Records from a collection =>

//! Connection and transaction-mode control.
//!
//! Every service call asks the [`ConnectionController`] for the connection to
//! use right now, and the current [`ConnectionManagementMode`] decides how that
//! call commits:
//!
//! - `Participate`: the engine-owned connection is borrowed for the call and the
//!   work runs inside a SAVEPOINT, released when the call succeeds and rolled
//!   back when it fails. The connection stays held until `close_connection`.
//! - `Autocommit`: a fresh connection is opened for the call and each statement
//!   commits as it executes. A failure part way through a multi-row write leaves
//!   the earlier rows in place.
//! - `Explicit`: the caller-bound connection is reused and no transaction
//!   control is issued. The caller commits, rolls back and closes.
//!
//! Mode changes and binding are not synchronized against in-flight calls on
//! the same engine; callers sharing an engine must serialize them.

use crate::db::Database;
use crate::error::{EngineError, Result};
use crate::types::ConnectionManagementMode;
use rusqlite::Connection;
use std::sync::{Arc, Mutex, MutexGuard, PoisonError};
use tracing::debug;

/// A shared handle to one SQLite connection.
///
/// Clones refer to the same connection. A caller binds a handle to the engine
/// with `set_connection` and keeps its own clone to drive the transaction.
#[derive(Clone)]
pub struct ConnectionHandle {
    conn: Arc<Mutex<Connection>>,
}

impl ConnectionHandle {
    pub fn new(conn: Connection) -> Self {
        Self {
            conn: Arc::new(Mutex::new(conn)),
        }
    }

    fn lock(&self) -> MutexGuard<'_, Connection> {
        self.conn.lock().unwrap_or_else(PoisonError::into_inner)
    }

    /// Start a deferred transaction on this connection.
    pub fn begin(&self) -> Result<()> {
        self.lock().execute_batch("BEGIN")?;
        Ok(())
    }

    pub fn commit(&self) -> Result<()> {
        self.lock().execute_batch("COMMIT")?;
        Ok(())
    }

    pub fn rollback(&self) -> Result<()> {
        self.lock().execute_batch("ROLLBACK")?;
        Ok(())
    }

    /// True while a transaction is open on this connection.
    pub fn in_transaction(&self) -> bool {
        !self.lock().is_autocommit()
    }

    /// Execute a function with exclusive access to the connection.
    pub fn with_conn<F, T>(&self, f: F) -> Result<T>
    where
        F: FnOnce(&Connection) -> Result<T>,
    {
        let conn = self.lock();
        f(&conn)
    }

    /// Execute a function with mutable access to the connection.
    pub fn with_conn_mut<F, T>(&self, f: F) -> Result<T>
    where
        F: FnOnce(&mut Connection) -> Result<T>,
    {
        let mut conn = self.lock();
        f(&mut conn)
    }

    /// True if both handles refer to the same underlying connection.
    pub fn same_connection(&self, other: &ConnectionHandle) -> bool {
        Arc::ptr_eq(&self.conn, &other.conn)
    }
}

impl std::fmt::Debug for ConnectionHandle {
    fn fmt(&self, f: &mut std::fmt::Formatter<'_>) -> std::fmt::Result {
        f.debug_struct("ConnectionHandle")
            .field("conn", &Arc::as_ptr(&self.conn))
            .finish()
    }
}

#[derive(Default)]
struct ControllerState {
    mode: ConnectionManagementMode,
    /// Caller-supplied connection (explicit mode only).
    bound: Option<ConnectionHandle>,
    /// Engine-owned connection borrowed by participating calls.
    owned: Option<ConnectionHandle>,
}

/// How a single call will obtain its connection.
enum Acquired {
    Participate(ConnectionHandle),
    Autocommit(Connection),
    Explicit(ConnectionHandle),
}

/// Owns the transaction mode and the connection shared by one engine instance.
///
/// At most one connection is held at a time: either the engine-owned
/// participating connection or a caller-bound one.
pub struct ConnectionController {
    db: Database,
    state: Mutex<ControllerState>,
}

impl ConnectionController {
    pub fn new(db: Database, mode: ConnectionManagementMode) -> Self {
        Self {
            db,
            state: Mutex::new(ControllerState {
                mode,
                ..ControllerState::default()
            }),
        }
    }

    fn state(&self) -> MutexGuard<'_, ControllerState> {
        self.state.lock().unwrap_or_else(PoisonError::into_inner)
    }

    pub fn database(&self) -> &Database {
        &self.db
    }

    pub fn mode(&self) -> ConnectionManagementMode {
        self.state().mode
    }

    /// The caller-bound connection, if any.
    pub fn connection(&self) -> Option<ConnectionHandle> {
        self.state().bound.clone()
    }

    /// True if either a bound or an engine-owned connection is held.
    pub fn holds_connection(&self) -> bool {
        let state = self.state();
        state.bound.is_some() || state.owned.is_some()
    }

    /// Switch the connection management mode.
    ///
    /// Switching to the current mode is a no-op. Any other switch while a
    /// caller connection is bound fails; the caller must close it first so no
    /// uncommitted work is dropped silently.
    pub fn set_mode(&self, mode: ConnectionManagementMode) -> Result<()> {
        let mut state = self.state();
        if state.mode == mode {
            return Ok(());
        }
        if state.bound.is_some() {
            return Err(EngineError::invalid_state(format!(
                "cannot switch from {} to {} while a caller connection is bound; close it first",
                state.mode, mode
            )));
        }

        debug!(from = %state.mode, to = %mode, "Connection mode changed");
        if mode != ConnectionManagementMode::Participate {
            state.owned = None;
        }
        state.mode = mode;
        Ok(())
    }

    /// Bind a caller connection, entering explicit mode. `None` closes.
    pub fn set_connection(&self, handle: Option<ConnectionHandle>) -> Result<()> {
        let Some(handle) = handle else {
            self.close_connection();
            return Ok(());
        };

        let mut state = self.state();
        if let Some(bound) = &state.bound {
            if bound.same_connection(&handle) {
                return Ok(());
            }
            return Err(EngineError::invalid_state(
                "a caller connection is already bound; close it before binding another",
            ));
        }

        debug!(from = %state.mode, "Caller connection bound, entering explicit mode");
        state.owned = None;
        state.bound = Some(handle);
        state.mode = ConnectionManagementMode::Explicit;
        Ok(())
    }

    /// Release whatever connection is held and return to participate mode.
    ///
    /// Idempotent. Releasing drops the engine's reference only; a caller that
    /// kept a clone of its handle still owns the connection and any open
    /// transaction on it.
    pub fn close_connection(&self) {
        let mut state = self.state();
        if state.bound.is_some() || state.owned.is_some() {
            debug!(mode = %state.mode, "Connection released");
        }
        state.bound = None;
        state.owned = None;
        state.mode = ConnectionManagementMode::Participate;
    }

    fn acquire(&self) -> Result<Acquired> {
        let mut state = self.state();
        match state.mode {
            ConnectionManagementMode::Participate => {
                if let Some(handle) = state.owned.clone() {
                    return Ok(Acquired::Participate(handle));
                }
                let handle = ConnectionHandle::new(self.db.connect()?);
                state.owned = Some(handle.clone());
                Ok(Acquired::Participate(handle))
            }
            ConnectionManagementMode::Autocommit => Ok(Acquired::Autocommit(self.db.connect()?)),
            ConnectionManagementMode::Explicit => match &state.bound {
                Some(handle) => Ok(Acquired::Explicit(handle.clone())),
                None => Err(EngineError::invalid_state(
                    "explicit mode requires a connection; call set_connection first",
                )),
            },
        }
    }

    /// Run one service call against the connection the current mode selects.
    ///
    /// The controller state lock is released before `f` runs.
    pub fn run<F, T>(&self, operation: &str, f: F) -> Result<T>
    where
        F: FnOnce(&Connection) -> Result<T>,
    {
        match self.acquire()? {
            Acquired::Participate(handle) => {
                debug!(operation, mode = "participate", "Borrowing engine connection");
                handle.with_conn_mut(|conn| {
                    let sp = conn.savepoint()?;
                    let value = f(&sp)?;
                    sp.commit()?;
                    Ok(value)
                })
            }
            Acquired::Autocommit(conn) => {
                debug!(operation, mode = "autocommit", "Opened per-call connection");
                f(&conn)
            }
            Acquired::Explicit(handle) => {
                debug!(operation, mode = "explicit", "Using caller connection");
                handle.with_conn(f)
            }
        }
    }
}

WHAT YOU WILL DO => Look through the entries above; copy every line holding the string "either".

ANSWER =>
/// At most one connection is held at a time: either the engine-owned
    /// True if either a bound or an engine-owned connection is held.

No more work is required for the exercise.